Saudi Arabi to act on high oil prices

The Spokesman-Review

Saudi Arabia will work with OPEC to bring oil prices to a “reasonable level,” the kingdom’s ambassador said Wednesday.

Asserting Saudi Arabia’s traditional leadership role in the council of major producers, Ambassador Turki al-Faisal said his government will reflect “the international world’s interests” at the next OPEC meeting in a month or so.

The envoy did not specify the level of prices or of production Saudi Arabia would promote as the Organization of Petroleum Exporting Countries reviews the recent sharp decline in prices.

Saudi Arabia has in mind poorer countries that cannot afford high prices, the ambassador said at the think tank Center for Strategic and International Studies.

“These are the countries most affected when the price of oil goes up to $70 a barrel,” he said.

“So it is our concern … in trying to bring down the prices to a reasonable level, to allow these (poorer) countries to meet the challenges,” the envoy said.

Nablus, West Bank

Gasoline shortage adds to chaos

A gasoline shortage that Palestinians blamed on a cutoff of supplies by an Israeli firm spread across the West Bank on Wednesday, causing long lines of angry drivers at gas stations.

The fuel crisis came on top of increasing chaos in the Palestinian territories, where clashes between forces from the Hamas-led government and rival Fatah have left 10 people dead in the Gaza Strip.

Israel supplies the West Bank and Gaza with most of its fuel, electricity and other vital resources. A Palestinian deputy prime minister, Nasser Shaer, said the fuel shortage stems from a disagreement with the Israeli company, Dor Alon, that provides fuel to the Palestinian Authority.

Rio de Janeiro, Brazil

Pilots may face charges in crash

Prosecutors could charge two American pilots of an executive jet with manslaughter following the high-altitude collision with a Brazilian jetliner that apparently led to a crash that killed all 155 people aboard, federal police said Wednesday.

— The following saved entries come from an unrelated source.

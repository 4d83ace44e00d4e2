use std::path::{Path, PathBuf};
use std::sync::{Mutex, MutexGuard, PoisonError};
use std::time::Instant;

use crate::adapters::OutcomeSink;
use crate::fs::BackupStore;
use crate::health::HealthMonitor;
use crate::logging::audit::AuditCtx;
use crate::logging::AuditSink;
use crate::policy::Policy;
use crate::rules::RuleSet;
use crate::types::RestoreError;

use super::admission::AdmissionControl;
use super::seen::SeenSet;

/// Shared state of one run, borrowed by every worker.
///
/// Lock order: `admission` may be held while `health` or `fatal` is taken, never
/// the other way round.
pub(crate) struct RunContext<'a> {
    pub workspace: &'a Path,
    /// Snapshots live here; nothing under it is ever remediated.
    backup_root: PathBuf,
    pub rules: &'a RuleSet,
    pub backup: &'a dyn BackupStore,
    pub sink: &'a dyn OutcomeSink,
    pub audit: &'a dyn AuditSink,
    pub tctx: AuditCtx<'a>,
    pub admission: AdmissionControl,
    health: Mutex<HealthMonitor>,
    seen: Mutex<SeenSet>,
    fatal: Mutex<Option<RestoreError>>,
    deadline: Option<Instant>,
}

fn relock<T>(m: &Mutex<T>) -> MutexGuard<'_, T> {
    m.lock().unwrap_or_else(PoisonError::into_inner)
}

impl<'a> RunContext<'a> {
    #[allow(clippy::too_many_arguments)]
    pub(crate) fn new(
        policy: &'a Policy,
        workspace: &'a Path,
        rules: &'a RuleSet,
        backup: &'a dyn BackupStore,
        sink: &'a dyn OutcomeSink,
        audit: &'a dyn AuditSink,
        tctx: AuditCtx<'a>,
        started: Instant,
    ) -> Self {
        Self {
            workspace,
            backup_root: policy.backup_root(workspace),
            rules,
            backup,
            sink,
            audit,
            tctx,
            admission: AdmissionControl::new(policy.pool.workers),
            health: Mutex::new(HealthMonitor::new(policy.health.clone())),
            seen: Mutex::new(SeenSet::new(policy.seen_capacity)),
            fatal: Mutex::new(None),
            deadline: policy.run_budget.map(|b| started + b),
        }
    }

    /// True when `path` lies inside the backup tree.
    pub(crate) fn in_backup_tree(&self, path: &Path) -> bool {
        if path.starts_with(&self.backup_root) {
            return true;
        }
        match (path.canonicalize(), self.backup_root.canonicalize()) {
            (Ok(p), Ok(root)) => p.starts_with(root),
            _ => false,
        }
    }

    pub(crate) fn health(&self) -> MutexGuard<'_, HealthMonitor> {
        relock(&self.health)
    }

    pub(crate) fn seen(&self) -> MutexGuard<'_, SeenSet> {
        relock(&self.seen)
    }

    /// True once no further batch may be dispatched: the breaker is HALTED, or the
    /// run budget ran out (which halts it).
    pub(crate) fn should_stop(&self) -> bool {
        let mut health = self.health();
        if !health.is_halted() && self.deadline.is_some_and(|d| Instant::now() >= d) {
            health.halt("run budget exhausted");
        }
        health.is_halted()
    }

    /// Record a failed restore. Only the first one is kept; every one halts the run.
    pub(crate) fn record_fatal(&self, err: RestoreError) {
        self.health().halt(format!("restore failed: {err}"));
        let mut fatal = relock(&self.fatal);
        if fatal.is_none() {
            *fatal = Some(err);
        }
    }

    pub(crate) fn take_fatal(&self) -> Option<RestoreError> {
        relock(&self.fatal).take()
    }
}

Police seized the passports of pilots Joseph Lepore and Jan Paladino, both from New York state. The two were not arrested, but cannot leave the country.

Lepore and Paladino were piloting the Brazilian-made Embraer Legacy 600 when it collided with a brand-new Boeing 737-800 above the Amazon rain forest near Peixoto de Azevedo in Mato Grosso state, some 1,100 miles northwest of Rio de Janeiro.

Gol airlines Flight 1907 crashed, killing all 155 aboard. The Legacy was damaged, but landed safely at an air force base.

Mato Grosso’s acting federal police director, Geraldo Pereira, said the federal prosecutor’s office had ordered an investigation into “the possible commission of a crime.”